I had a dream that my roomate killed herself and blamed me for it, but when confirmed she had picked up some of my honest trait and it didn't work for her so she decided that hating me was the way of ridding it from herself although she didn't understand why she hated me, probably because honest people get used.
 
  • #5
i see your point also but when u say that a pyscologist could also interpret by asking about the sights, sounds, and other emotional feelings in the dream he could also miss out on a lot of the forgotten and unexplainable things. usually when someone has a dream they can only remmember certain parts of it but since they experienced the dream they still have the emotions and feelings from the entire part since they experienced it and no one else could. so what I am saying is even though soneone can be trained to decipher a dream, they can only decipher what the person is able to tell them...
 
  • #6
true dat...

but that would also mean that the person most likely could not decipher the dream him/her self.
 
  • #7
I think dreams are just...dreams.

Most often my dreams are epic motion pictures with a large cast of characters. They are truly like movies, with plots & subplots. I am the "director", if I do not like the way the dream is going, I simply "rewind" and change it. I am rarely in my own dreams. One of my recent dreams was about ancient Roman times, quite amazing with all of the characters and plots.

I have often wished that I could write my dreams down as they would make great stories.

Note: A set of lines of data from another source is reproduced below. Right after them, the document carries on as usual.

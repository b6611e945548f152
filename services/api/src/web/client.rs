//! services/api/src/web/client.rs
//!
//! Client identification: the throttle key (IP address with
//! forwarded-for precedence) and the unlimited-access cookie check.

use axum::http::{header, HeaderMap};
use std::net::SocketAddr;

/// Cookie-name prefix that marks a paid unlimited-access grant.
pub const ACCESS_COOKIE_PREFIX: &str = "sintgpt-";

/// Resolves the client identifier used as the rate-limit/debounce key.
/// The first address in `x-forwarded-for` wins; otherwise the peer
/// socket address is used.
pub fn client_ip(headers: &HeaderMap, peer: SocketAddr) -> String {
    headers
        .get("x-forwarded-for")
        .and_then(|value| value.to_str().ok())
        .and_then(|value| value.split(',').next())
        .map(str::trim)
        .filter(|value| !value.is_empty())
        .map(ToString::to_string)
        .unwrap_or_else(|| peer.ip().to_string())
}

/// Returns whether any request cookie's name starts with the access
/// prefix. The cookie's value is irrelevant; its presence is the grant.
pub fn has_unlimited_access(headers: &HeaderMap) -> bool {
    let Some(cookie_header) = headers
        .get(header::COOKIE)
        .and_then(|value| value.to_str().ok())
    else {
        return false;
    };

    cookie_header.split(';').any(|cookie| {
        cookie
            .trim()
            .split_once('=')
            .is_some_and(|(name, _)| name.trim().starts_with(ACCESS_COOKIE_PREFIX))
    })
}

#[cfg(test)]
mod tests {
    use super::*;
    use axum::http::HeaderValue;

    fn peer() -> SocketAddr {
        "10.0.0.1:54321".parse().unwrap()
    }

    #[test]
    fn forwarded_for_takes_precedence_over_the_peer_address() {
        let mut headers = HeaderMap::new();
        headers.insert(
            "x-forwarded-for",
            HeaderValue::from_static("203.0.113.9, 198.51.100.2"),
        );
        assert_eq!(client_ip(&headers, peer()), "203.0.113.9");
    }

    #[test]
    fn falls_back_to_the_peer_address() {
        assert_eq!(client_ip(&HeaderMap::new(), peer()), "10.0.0.1");

        let mut headers = HeaderMap::new();
        headers.insert("x-forwarded-for", HeaderValue::from_static("  "));
        assert_eq!(client_ip(&headers, peer()), "10.0.0.1");
    }

    #[test]
    fn detects_an_access_cookie_among_others() {
        let mut headers = HeaderMap::new();
        headers.insert(
            header::COOKIE,
            HeaderValue::from_static("theme=dark; sintgpt-a1b2c3=true; lang=nl"),
        );
        assert!(has_unlimited_access(&headers));
    }

    #[test]
    fn rejects_cookies_without_the_prefix() {
        let mut headers = HeaderMap::new();
        headers.insert(
            header::COOKIE,
            HeaderValue::from_static("theme=dark; session=abc"),
        );
        assert!(!has_unlimited_access(&headers));
        assert!(!has_unlimited_access(&HeaderMap::new()));
    }

    #[test]
    fn prefix_must_be_on_the_name_not_the_value() {
        let mut headers = HeaderMap::new();
        headers.insert(
            header::COOKIE,
            HeaderValue::from_static("referrer=sintgpt-landing"),
        );
        assert!(!has_unlimited_access(&headers));
    }
}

Other times my dreams are rather dull. I will just be "observing" day to day life somewhere. For example, recently I was observing people in a small remote village with dirt roads. The people were going about their daily lives. I saw them shopping in the outside market, carrying baskets of goods, preparing meals, etc... I do not talk to these people and they do not seem to notice me.

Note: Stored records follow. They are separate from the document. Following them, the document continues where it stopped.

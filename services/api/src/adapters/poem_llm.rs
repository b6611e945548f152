//! services/api/src/adapters/poem_llm.rs
//!
//! This module contains the adapter for the poem-generating LLM.
//! It implements the `PoemGenerationService` port from the `core` crate,
//! relaying the provider's token stream as domain chunks.

use async_openai::{
    config::OpenAIConfig,
    types::chat::{
        ChatCompletionRequestUserMessageArgs, ChatCompletionStreamOptions,
        CreateChatCompletionRequestArgs, ReasoningEffort,
    },
    Client,
};
use async_trait::async_trait;
use futures::StreamExt;
use sintgpt_core::{
    domain::TokenUsage,
    ports::{PoemChunk, PoemGenerationService, PoemStream, PortError, PortResult},
};

use super::map_provider_error;

/// Creative variance for poem output.
const POEM_TEMPERATURE: f32 = 1.2;

//=========================================================================================
// The Main Adapter Struct
//=========================================================================================

/// An adapter that implements `PoemGenerationService` using an
/// OpenAI-compatible LLM with streaming chat completions.
#[derive(Clone)]
pub struct OpenAiPoemAdapter {
    client: Client<OpenAIConfig>,
    model: String,
}

impl OpenAiPoemAdapter {
    /// Creates a new `OpenAiPoemAdapter`.
    pub fn new(client: Client<OpenAIConfig>, model: String) -> Self {
        Self { client, model }
    }
}

//=========================================================================================
// `PoemGenerationService` Trait Implementation
//=========================================================================================

#[async_trait]
impl PoemGenerationService for OpenAiPoemAdapter {
    /// Opens a streaming completion for the assembled prompt and maps the
    /// provider's chunks into domain `PoemChunk`s. The final chunk carries
    /// the usage totals when the provider reports them.
    async fn stream_poem(&self, prompt: &str) -> PortResult<PoemStream> {
        let messages = vec![ChatCompletionRequestUserMessageArgs::default()
            .content(prompt)
            .build()
            .map_err(|e| PortError::Unexpected(e.to_string()))?
            .into()];

        let request = CreateChatCompletionRequestArgs::default()
            .model(&self.model)
            .messages(messages)
            .temperature(POEM_TEMPERATURE)
            .reasoning_effort(ReasoningEffort::Medium)
            .stream(true)
            .stream_options(ChatCompletionStreamOptions {
                include_usage: Some(true),
                include_obfuscation: None,
            })
            .build()
            .map_err(|e| PortError::Unexpected(e.to_string()))?;

        let mut upstream = self
            .client
            .chat()
            .create_stream(request)
            .await
            .map_err(map_provider_error)?;

        let mapped = async_stream::stream! {
            let mut usage: Option<TokenUsage> = None;
            while let Some(item) = upstream.next().await {
                match item {
                    Ok(chunk) => {
                        // The usage-only chunk arrives last, with no choices.
                        if let Some(reported) = chunk.usage {
                            usage = Some(TokenUsage {
                                prompt_tokens: reported.prompt_tokens,
                                completion_tokens: reported.completion_tokens,
                                reasoning_tokens: reported
                                    .completion_tokens_details
                                    .and_then(|d| d.reasoning_tokens),
                            });
                        }
                        for choice in chunk.choices {
                            if let Some(text) = choice.delta.content {
                                if !text.is_empty() {
                                    yield Ok(PoemChunk::Delta(text));
                                }
                            }
                        }
                    }
                    Err(err) => {
                        yield Err(map_provider_error(err));
                        return;
                    }
                }
            }
            yield Ok(PoemChunk::Done { usage });
        };

        Ok(Box::pin(mapped))
    }
}
//! services/api/src/bin/api.rs

use api_lib::{
    adapters::{
        DodoCheckoutAdapter, InMemoryThrottleStore, OpenAiPoemAdapter, OpenAiVisionAdapter,
        PdfiumRasterizer, RetryPolicy,
    },
    config::Config,
    error::ApiError,
    web::{api_router, rest::ApiDoc, state::AppState},
};
use async_openai::{config::OpenAIConfig, Client};
use axum::{
    extract::DefaultBodyLimit,
    http::{
        header::{ACCEPT, AUTHORIZATION, CONTENT_TYPE},
        HeaderValue, Method,
    },
    Router,
};
use chrono::Utc;
use sintgpt_core::{ports::CheckoutService, throttle::RateLimitPolicy};
use std::net::SocketAddr;
use std::sync::Arc;
use std::time::Duration;
use tower_http::cors::CorsLayer;
use tracing::{info, warn};
use tracing_subscriber::{layer::SubscriberExt, util::SubscriberInitExt};
use utoipa::OpenApi;
use utoipa_swagger_ui::SwaggerUi;

#[tokio::main]
async fn main() -> Result<(), ApiError> {
    // --- 1. Load Configuration & Set Up Logging ---
    let config = Arc::new(Config::from_env()?);
    tracing_subscriber::registry()
        .with(tracing_subscriber::EnvFilter::new(config.log_level.to_string()))
        .with(tracing_subscriber::fmt::layer())
        .init();
    info!("Configuration loaded. Starting server...");

    // --- 2. Initialize Service Adapters ---
    let openai_config = OpenAIConfig::new().with_api_key(
        config
            .openai_api_key
            .as_ref()
            .ok_or_else(|| ApiError::Internal("OPENAI_API_KEY is required".to_string()))?,
    );
    let openai_client = Client::with_config(openai_config);

    let poem_adapter = Arc::new(OpenAiPoemAdapter::new(
        openai_client.clone(),
        config.poem_model.clone(),
    ));
    let vision_adapter = Arc::new(OpenAiVisionAdapter::new(
        openai_client.clone(),
        config.vision_model.clone(),
    ));
    let rasterizer = Arc::new(PdfiumRasterizer::new());
    let throttle = Arc::new(InMemoryThrottleStore::new());

    let checkout_adapter = match (&config.dodo_payments_api_key, &config.dodo_product_id) {
        (Some(api_key), Some(product_id)) => Some(Arc::new(DodoCheckoutAdapter::new(
            api_key.clone(),
            product_id.clone(),
            config.dodo_live_mode,
        )) as Arc<dyn CheckoutService>),
        _ => {
            warn!("Payment provider not configured; checkout creation will be rejected");
            None
        }
    };

    // --- 3. Build the Shared AppState ---
    let app_state = Arc::new(AppState {
        config: config.clone(),
        poem_adapter,
        extraction_adapter: vision_adapter,
        rasterizer,
        throttle,
        checkout_adapter,
        rate_limit: RateLimitPolicy::default(),
        retry: RetryPolicy::default(),
    });

    // --- 4. Spawn the Throttle Sweep ---
    // Evicts stale per-client entries so the in-memory maps stay bounded.
    let sweep_store = app_state.throttle.clone();
    tokio::spawn(async move {
        let mut ticker = tokio::time::interval(Duration::from_secs(60 * 60));
        loop {
            ticker.tick().await;
            sweep_store.sweep(Utc::now()).await;
        }
    });

    // --- 5. Create the Web Router ---
    let cors = CorsLayer::new()
        .allow_origin(
            config
                .cors_origin
                .parse::<HeaderValue>()
                .map_err(|e| ApiError::Internal(format!("Invalid CORS_ORIGIN: {}", e)))?,
        )
        .allow_credentials(true)
        .allow_methods([Method::GET, Method::POST, Method::OPTIONS])
        .allow_headers([AUTHORIZATION, CONTENT_TYPE, ACCEPT]);

    let routes = api_router(app_state)
        .layer(DefaultBodyLimit::max(25 * 1024 * 1024))
        .layer(cors);

    // Merge the API router with the Swagger UI router for a complete application.
    let app = Router::new()
        .merge(routes)
        .merge(SwaggerUi::new("/swagger-ui").url("/api-docs/openapi.json", ApiDoc::openapi()));

    // --- 6. Start the Server ---
    info!("Starting server on {}", config.bind_address);
    info!(
        "Swagger UI available at http://{}/swagger-ui",
        config.bind_address
    );
    let listener = tokio::net::TcpListener::bind(&config.bind_address).await?;
    axum::serve(
        listener,
        app.into_make_service_with_connect_info::<SocketAddr>(),
    )
    .await?;

    Ok(())
}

I find no meaning in any of my dreams.
 
  • #8
i think you should write your dreams down every morning if you think they would make great stories...

but you must do it right when you wake up, or your dream will fade and leave you with fragments if they are not recalled quickly enough...

so if your going to try to, keep a pen and paper close to you when you sleep, so you can start writing right when you wake up.

if you do this for a while you may develope a pattern over time from your dreams, maybe revealing some meaning to you.

a reason maybe why you may have not found meaning in your dreams is because you haven't looked for any meaning.

it seems you have very vivid and detailed dreams, most definitely worth logging. you must have the ability to easily visualize scenarios... sometimes this is from right brain dominance (left handedness).

whats interesting is i also am able to rewind and redo things in my dreams.

i feel like i get the habit from using the undo's in photoshop or flash or video games. maybe like a save point, then i revert to it whenever i do something wrong.

also a thing that scares me a lot is when i have lucid dreams... anyone have those often?

my abilities when i am lucid in my dream change depending on how i feel. sometimes the second i realize i am dreaming i can just jump up and start flying everywhere... and sometimes i can't even start a car.

i onced told one of my dream characters that i realized i was dreaming, i don't really remember what he said though... it didnt make sense to me at the time.

usually i will just force myself to wake up when i realize i am lucid dreaming, because a very unsettling emotion comes over me and i just want "out" i guess you could say =]
 
  • #9
I have spiritual dreams.

Sometimes dreams are "just dreams"

Sometimes dreams are more. There are all kinds, no rule.

You know where Deja vu comes from? Okay I tell my my theory.

A moving picture? That is very strange. My dreams tend to have a minimal visual aspect. They are mostly emotional experiences. Sometimes time doesn't seem to exist in my dreams-- it is'nt like they are a movie with chronological "events." I think sometimes I have several dreams at the same time. So you "see yourself" as if from a 3rd person perspective? Some people remember in this way. I do not. In my memories, I am looking through my own eyes-- Sometimes I dream I don't have a body though. Sometimes I am just an infinitessimal speck of consciousness floating around.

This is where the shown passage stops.